A K-shaped recovery happens when different sections of an economy recover at starkly different rates.
Households at the top of the pyramid are likely to have seen their incomes largely protected, and savings rates forced up during the lockdown, increasing future consumption. Meanwhile, households at the bottom are likely to have witnessed permanent hits to jobs and incomes.
These differences are already visible. Passenger vehicle registrations (proxying upper-end consumption) have grown about 4 percent since October while two-wheelers have contracted 15 percent.
Upper-income households have benefitted from higher savings for two quarters.

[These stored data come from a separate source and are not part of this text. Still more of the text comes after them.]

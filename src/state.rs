use std::sync::Arc;

use crate::auth::TokenService;
use crate::config::AppConfig;
use crate::database::{BookStore, Database};

/// Shared handler state, built once at startup and cloned per request
#[derive(Clone, Debug)]
pub struct AppState {
    pub config: Arc<AppConfig>,
    pub tokens: Arc<TokenService>,
    pub database: Database,
    pub books: BookStore,
}

impl AppState {
    pub fn new(config: AppConfig, tokens: TokenService, database: Database) -> Self {
        let books = database.books();
        Self {
            config: Arc::new(config),
            tokens: Arc::new(tokens),
            database,
            books,
        }
    }
}
use serde::{Deserialize, Serialize};
use std::env;
use std::net::SocketAddr;
use std::path::PathBuf;
use thiserror::Error;

/// Base secret used in development when `BOOKS_JWT_SECRET` is unset.
/// The effective signing secret is always derived from this plus the magic keys.
const DEVELOPMENT_SECRET: &str = "super-secret-change-this";

#[derive(Debug, Error)]
pub enum ConfigError {
    #[error("Missing configuration: {0}")]
    Missing(&'static str),

    #[error("Invalid value for {key}: {value}")]
    InvalidValue { key: &'static str, value: String },

    #[error("Failed to read magic keys from {path}: {source}")]
    KeysUnreadable {
        path: PathBuf,
        #[source]
        source: std::io::Error,
    },

    #[error("Malformed magic keys file {path}: {source}")]
    KeysMalformed {
        path: PathBuf,
        #[source]
        source: serde_json::Error,
    },
}

#[derive(Debug, Clone, Serialize, Deserialize)]
pub struct AppConfig {
    pub environment: Environment,
    pub server: ServerConfig,
    pub database: DatabaseConfig,
    pub api: ApiConfig,
    pub security: SecurityConfig,
}

#[derive(Debug, Clone, Copy, PartialEq, Eq, Serialize, Deserialize)]
pub enum Environment {
    Development,
    Production,
}

#[derive(Debug, Clone, Serialize, Deserialize)]
pub struct ServerConfig {
    pub host: String,
    pub port: u16,
}

#[derive(Debug, Clone, Serialize, Deserialize)]
pub struct DatabaseConfig {
    pub path: PathBuf,
    pub max_connections: u32,
    pub backup_on_open: bool,
}

#[derive(Debug, Clone, Serialize, Deserialize)]
pub struct ApiConfig {
    pub enable_request_logging: bool,
    pub max_request_size_bytes: usize,
}

#[derive(Debug, Clone, Serialize, Deserialize)]
pub struct SecurityConfig {
    pub magic_keys_path: PathBuf,
    #[serde(skip_serializing)]
    pub jwt_secret: String,
    pub token_ttl_days: i64,
}

impl AppConfig {
    pub fn from_env() -> Result<Self, ConfigError> {
        Self::from_lookup(|key| env::var(key).ok())
    }

    /// Builds the config from an arbitrary variable source so tests never touch
    /// the process environment.
    pub fn from_lookup<F>(lookup: F) -> Result<Self, ConfigError>
    where
        F: Fn(&str) -> Option<String>,
    {
        let environment = match lookup("APP_ENV").as_deref() {
            Some("production") | Some("prod") => Environment::Production,
            _ => Environment::Development,
        };

        let defaults = match environment {
            Environment::Production => Self::production(),
            Environment::Development => Self::development(),
        };

        let config = defaults.with_overrides(&lookup)?;
        config.validate()?;
        Ok(config)
    }

    fn with_overrides<F>(mut self, lookup: &F) -> Result<Self, ConfigError>
    where
        F: Fn(&str) -> Option<String>,
    {
        // Server overrides
        if let Some(v) = lookup("BOOKS_API_HOST") {
            self.server.host = v;
        }
        if let Some(v) = lookup("BOOKS_API_PORT").or_else(|| lookup("PORT")) {
            self.server.port = parse_value("BOOKS_API_PORT", &v)?;
        }

        // Database overrides
        if let Some(v) = lookup("BOOKS_DB_PATH") {
            self.database.path = PathBuf::from(v);
        }
        if let Some(v) = lookup("BOOKS_DB_MAX_CONNECTIONS") {
            self.database.max_connections = parse_value("BOOKS_DB_MAX_CONNECTIONS", &v)?;
        }
        if let Some(v) = lookup("BOOKS_DB_BACKUP_ON_OPEN") {
            self.database.backup_on_open = parse_value("BOOKS_DB_BACKUP_ON_OPEN", &v)?;
        }

        // API overrides
        if let Some(v) = lookup("BOOKS_REQUEST_LOGGING") {
            self.api.enable_request_logging = parse_value("BOOKS_REQUEST_LOGGING", &v)?;
        }
        if let Some(v) = lookup("BOOKS_MAX_REQUEST_BYTES") {
            self.api.max_request_size_bytes = parse_value("BOOKS_MAX_REQUEST_BYTES", &v)?;
        }

        // Security overrides
        if let Some(v) = lookup("BOOKS_MAGIC_KEYS") {
            self.security.magic_keys_path = PathBuf::from(v);
        }
        if let Some(v) = lookup("BOOKS_JWT_SECRET") {
            self.security.jwt_secret = v;
        }
        if let Some(v) = lookup("BOOKS_TOKEN_TTL_DAYS") {
            self.security.token_ttl_days = parse_value("BOOKS_TOKEN_TTL_DAYS", &v)?;
        }

        Ok(self)
    }

    fn validate(&self) -> Result<(), ConfigError> {
        if self.security.jwt_secret.is_empty() {
            return Err(ConfigError::Missing("BOOKS_JWT_SECRET"));
        }
        let expiry_fits = chrono::Duration::try_days(self.security.token_ttl_days)
            .and_then(|ttl| chrono::Utc::now().checked_add_signed(ttl))
            .is_some();
        if self.security.token_ttl_days <= 0 || !expiry_fits {
            return Err(ConfigError::InvalidValue {
                key: "BOOKS_TOKEN_TTL_DAYS",
                value: self.security.token_ttl_days.to_string(),
            });
        }
        if self.database.max_connections == 0 {
            return Err(ConfigError::InvalidValue {
                key: "BOOKS_DB_MAX_CONNECTIONS",
                value: "0".to_string(),
            });
        }
        Ok(())
    }

    pub fn bind_addr(&self) -> Result<SocketAddr, ConfigError> {
        let raw = format!("{}:{}", self.server.host, self.server.port);
        raw.parse().map_err(|_| ConfigError::InvalidValue {
            key: "BOOKS_API_HOST",
            value: raw,
        })
    }

    pub fn development() -> Self {
        Self {
            environment: Environment::Development,
            server: ServerConfig {
                host: "0.0.0.0".to_string(),
                port: 8181,
            },
            database: DatabaseConfig {
                path: PathBuf::from("books.db"),
                max_connections: 5,
                backup_on_open: true,
            },
            api: ApiConfig {
                enable_request_logging: true,
                max_request_size_bytes: 1024 * 1024, // 1MB
            },
            security: SecurityConfig {
                magic_keys_path: PathBuf::from("magic-keys.json"),
                jwt_secret: DEVELOPMENT_SECRET.to_string(),
                token_ttl_days: 14,
            },
        }
    }

    pub fn production() -> Self {
        Self {
            environment: Environment::Production,
            server: ServerConfig {
                host: "0.0.0.0".to_string(),
                port: 8181,
            },
            database: DatabaseConfig {
                path: PathBuf::from("books.db"),
                max_connections: 10,
                backup_on_open: true,
            },
            api: ApiConfig {
                enable_request_logging: false,
                max_request_size_bytes: 256 * 1024,
            },
            security: SecurityConfig {
                magic_keys_path: PathBuf::from("magic-keys.json"),
                // Must come from BOOKS_JWT_SECRET
                jwt_secret: String::new(),
                token_ttl_days: 14,
            },
        }
    }

    pub fn is_production(&self) -> bool {
        self.environment == Environment::Production
    }
}

fn parse_value<T: std::str::FromStr>(key: &'static str, value: &str) -> Result<T, ConfigError> {
    value.trim().parse().map_err(|_| ConfigError::InvalidValue {
        key,
        value: value.to_string(),
    })
}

The current consumption is a result of those savings, which may slowdown after a period of time.
Since households at the bottom have experienced a permanent loss of income in the forms of jobs and wage cuts, this will be a recurring drag on demand, if the labour market does not heal faster.
Effects of COVID-19
COVID has triggered an effective income transfer from the poor to the rich, which will be demand-impeding because the poor have a higher marginal propensity to consume (they tend to spend a much higher proportion of their income instead of saving).
If COVID-19 reduces competition or increases the inequality of incomes and opportunities, it could impinge on trend growth in developing economies by hurting productivity.
Policy will, therefore, need to look beyond the next few quarters and anticipate the state of the macro-economy post the current rush.